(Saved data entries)

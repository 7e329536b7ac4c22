//! Content hashing (xxh3-64).

use xxhash_rust::xxh3::xxh3_64;

pub fn hash_content(content: &[u8]) -> u64 {
    xxh3_64(content)
}

/// Hex form used in logs and reports.
pub fn hash_hex(content: &[u8]) -> String {
    format!("{:016x}", hash_content(content))
}
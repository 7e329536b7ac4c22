//! Configuration system for wirescope.
//! TOML-based, layered resolution: overrides > env > project > user > defaults.

pub mod analysis_config;
pub mod scan_config;
pub mod wirescope_config;

pub use analysis_config::AnalysisConfig;
pub use scan_config::ScanConfig;
pub use wirescope_config::{ConfigOverrides, WirescopeConfig};
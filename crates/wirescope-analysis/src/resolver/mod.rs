//! Dependency graph resolver: recursive, memoized, cycle-safe resolution of
//! a root type's field tree, with interface fields bound to their unique
//! implementation where one exists.

mod forest;
mod resolve;
mod types;

pub use forest::DependencyForest;
pub use resolve::DependencyResolver;
pub use types::{FieldNode, InterfaceResolution, ResolutionStatus, ResolvedType, SkipReason, TypeId, TypeKey};
use std::io::{self, Write};

use crate::config::ListConfig;
use crate::error::ListError;

/// A thread-safe collection of integers kept in ascending order.
///
/// # Design
///
/// Implementations differ only in how they lock:
///
/// ```text
/// HandOverHandList   - head lock + one lock per node, lock coupling
/// CoarseLockedList   - one lock around the whole collection
/// ```
///
/// Duplicates are allowed. A new value is placed immediately before the
/// first element that is greater than or equal to it, and `remove` takes
/// out only the first matching element.
///
pub trait ConcurrentSortedCollection: Send + Sync {
    /// Create an empty collection with the given configuration.
    ///
    fn with_config(config: ListConfig) -> Result<Self, ListError>
    where
        Self: Sized;

    /// Insert a value at its sorted position.
    ///
    /// Fails only when node storage cannot be obtained, in which case the
    /// collection is left unchanged.
    ///
    fn insert(&self, value: i32) -> Result<(), ListError>;

    /// Remove the first element equal to `value`.
    ///
    /// Returns `true` if an element was removed, `false` if none matched.
    ///
    fn remove(&self, value: i32) -> bool;

    /// Count elements for which `predicate` holds.
    ///
    /// `predicate` must not call back into the collection.
    ///
    fn count_matching<P>(&self, predicate: P) -> usize
    where
        P: Fn(i32) -> bool;

    /// Write every value followed by a space, then a line break.
    ///
    fn write_all<W>(&self, sink: &mut W) -> Result<(), ListError>
    where
        W: Write;

    /// Collects all values into a Vec.
    ///
    fn to_vec(&self) -> Vec<i32>;

    /// Number of elements currently stored.
    ///
    fn len(&self) -> usize;

    fn is_empty(&self) -> bool {
        self.len() == 0
    }

    /// Print the collection to standard output.
    ///
    fn print_all(&self) -> Result<(), ListError> {
        let stdout = io::stdout();
        let mut sink = stdout.lock();
        self.write_all(&mut sink)?;
        sink.flush()?;
        Ok(())
    }

    /// Count matching elements and report the result on `sink`.
    ///
    fn report_count<P, W>(&self, predicate: P, sink: &mut W) -> Result<usize, ListError>
    where
        P: Fn(i32) -> bool,
        W: Write,
    {
        let count = self.count_matching(predicate);
        writeln!(sink, "{count} items were counted")?;
        Ok(count)
    }
}
//! Reusable test bodies, generic over `ConcurrentSortedCollection`.
//!
//! Integration tests instantiate these once per collection type.
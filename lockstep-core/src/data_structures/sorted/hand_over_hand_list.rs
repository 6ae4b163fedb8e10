use std::convert::Infallible;
use std::fmt;
use std::io::Write;

use parking_lot::Mutex;
use tracing::{debug, trace, warn};

use crate::config::ListConfig;
use crate::data_structures::ConcurrentSortedCollection;
use crate::data_structures::internal::{CouplingCursor, Link, NodeBudget, Step};
use crate::error::ListError;

///
/// Sorted singly linked list with fine-grained locking: the head link and
/// every node are guarded by their own lock, so operations working on
/// disjoint parts of the list do not contend.
///
// =============================================================================
// LOCKING PROTOCOL
// =============================================================================
//
// List Structure (sorted ascending, duplicates allowed):
// ┌──────┐    ┌──────┐    ┌──────┐    ┌──────┐
// │ HEAD │───►│  10  │───►│  20  │───►│  20  │───► None
// │(lock)│    │(lock)│    │(lock)│    │(lock)│
// └──────┘    └──────┘    └──────┘    └──────┘
//
// Mutators (insert, remove) walk with lock coupling: the lock of the next
// node is taken while the predecessor's lock is still held, then the
// predecessor is released. The window {pred, curr} is always locked when a
// link is rewritten.
//
// INSERT 15 (first node with value >= 15 is 20):
//
//          pred(10) ──────► curr(20)
//          pred(10) ──► 15 ──► curr(20)
//
// REMOVE 20 (first node with value == 20):
//
//          pred(10) ──────► curr(20) ──────► 20
//          pred(10) ─────────────────────► 20
//                           curr(20) ──┘   (still points forward)
//
// Readers (print, count) lock one node at a time: lock, read value and next,
// unlock, advance. They may see a mix of states under concurrent mutation but
// always terminate, since a removed node keeps its forward link and nodes
// are reference counted.
//
// Lock order is always HEAD, then nodes in list order.
//
// =============================================================================
//
pub struct HandOverHandList {
    head: Mutex<Link>,
    budget: NodeBudget,
}

impl HandOverHandList {
    pub fn new() -> Self {
        Self::from_config(&ListConfig::default())
    }

    fn from_config(config: &ListConfig) -> Self {
        debug!(max_nodes = ?config.max_nodes, "created hand-over-hand list");
        HandOverHandList {
            head: Mutex::new(None),
            budget: NodeBudget::new(config),
        }
    }

    /// Tear the list down and reclaim every node.
    ///
    /// Returns the number of nodes reclaimed. Consuming `self` guarantees no
    /// other operation can run on this list concurrently or afterwards.
    ///
    pub fn destroy(mut self) -> usize {
        let reclaimed = self.teardown();
        debug!(reclaimed, "destroyed hand-over-hand list");
        reclaimed
    }

    fn teardown(&mut self) -> usize {
        let mut next = self.head.lock().take();
        let mut reclaimed = 0;

        // Iterative so long chains never recurse through Arc drops.
        while let Some(node) = next {
            next = node.lock().next.take();
            reclaimed += 1;
        }

        self.budget.reset();
        reclaimed
    }

    /// Walk the list one node lock at a time.
    ///
    fn try_for_each_value<F, E>(&self, mut f: F) -> Result<(), E>
    where
        F: FnMut(i32) -> Result<(), E>,
    {
        let mut next = self.head.lock().clone();
        while let Some(node) = next {
            let guard = node.lock();
            f(guard.value)?;
            next = guard.next.clone();
        }
        Ok(())
    }

    fn for_each_value<F>(&self, mut f: F)
    where
        F: FnMut(i32),
    {
        let Ok(()) = self.try_for_each_value::<_, Infallible>(|value| {
            f(value);
            Ok(())
        });
    }
}

impl ConcurrentSortedCollection for HandOverHandList {
    fn with_config(config: ListConfig) -> Result<Self, ListError> {
        config.validate()?;
        Ok(Self::from_config(&config))
    }

    fn insert(&self, value: i32) -> Result<(), ListError> {
        if let Err(err) = self.budget.reserve() {
            warn!(value, %err, "insert rejected");
            return Err(err);
        }

        let mut cursor = CouplingCursor::new(&self.head);
        loop {
            match cursor.step() {
                Step::Visit(current) if current.value >= value => {
                    cursor.link_here(value);
                    drop(current);
                    trace!(value, position = cursor.position(), "inserted before");
                    return Ok(());
                }
                Step::Visit(current) => cursor.advance(current),
                Step::End => {
                    cursor.link_here(value);
                    trace!(value, position = cursor.position(), "appended");
                    return Ok(());
                }
            }
        }
    }

    fn remove(&self, value: i32) -> bool {
        let mut cursor = CouplingCursor::new(&self.head);
        loop {
            match cursor.step() {
                Step::Visit(current) if current.value == value => {
                    let removed = cursor.unlink(current);
                    let position = cursor.position();
                    drop(cursor);
                    drop(removed);
                    self.budget.release();
                    trace!(value, position, "removed");
                    return true;
                }
                // Sorted order: nothing past a greater value can match.
                Step::Visit(current) if current.value > value => {
                    trace!(value, "not found");
                    return false;
                }
                Step::Visit(current) => cursor.advance(current),
                Step::End => {
                    trace!(value, "not found");
                    return false;
                }
            }
        }
    }

    fn count_matching<P>(&self, predicate: P) -> usize
    where
        P: Fn(i32) -> bool,
    {
        let mut count = 0;
        self.for_each_value(|value| {
            if predicate(value) {
                count += 1;
            }
        });
        count
    }

    fn write_all<W>(&self, sink: &mut W) -> Result<(), ListError>
    where
        W: Write,
    {
        self.try_for_each_value(|value| write!(sink, "{value} "))?;
        writeln!(sink)?;
        Ok(())
    }

    fn to_vec(&self) -> Vec<i32> {
        let mut values = Vec::with_capacity(self.len());
        self.for_each_value(|value| values.push(value));
        values
    }

    /// Live node count from the budget counter.
    ///
    /// An insert reserves its slot before it starts walking, so while
    /// inserts are in flight this can run ahead of what a traversal sees.
    /// It is exact whenever no insert or remove is in progress.
    fn len(&self) -> usize {
        self.budget.live()
    }
}

impl Default for HandOverHandList {
    fn default() -> Self {
        Self::new()
    }
}

impl Drop for HandOverHandList {
    fn drop(&mut self) {
        self.teardown();
    }
}

impl fmt::Debug for HandOverHandList {
    fn fmt(&self, f: &mut fmt::Formatter<'_>) -> fmt::Result {
        f.debug_struct("HandOverHandList")
            .field("len", &self.len())
            .finish_non_exhaustive()
    }
}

| TO DO |
Quote exactly the first line of the data and every line after it through the one holding "pub fn hash_hex(content: &[u8])".

| EXERCISE RESULT |
repository 7e329536b7ac4c22
//! Content hashing (xxh3-64).

use xxhash_rust::xxh3::xxh3_64;

pub fn hash_content(content: &[u8]) -> u64 {
    xxh3_64(content)
}

/// Hex form used in logs and reports.
pub fn hash_hex(content: &[u8]) -> String {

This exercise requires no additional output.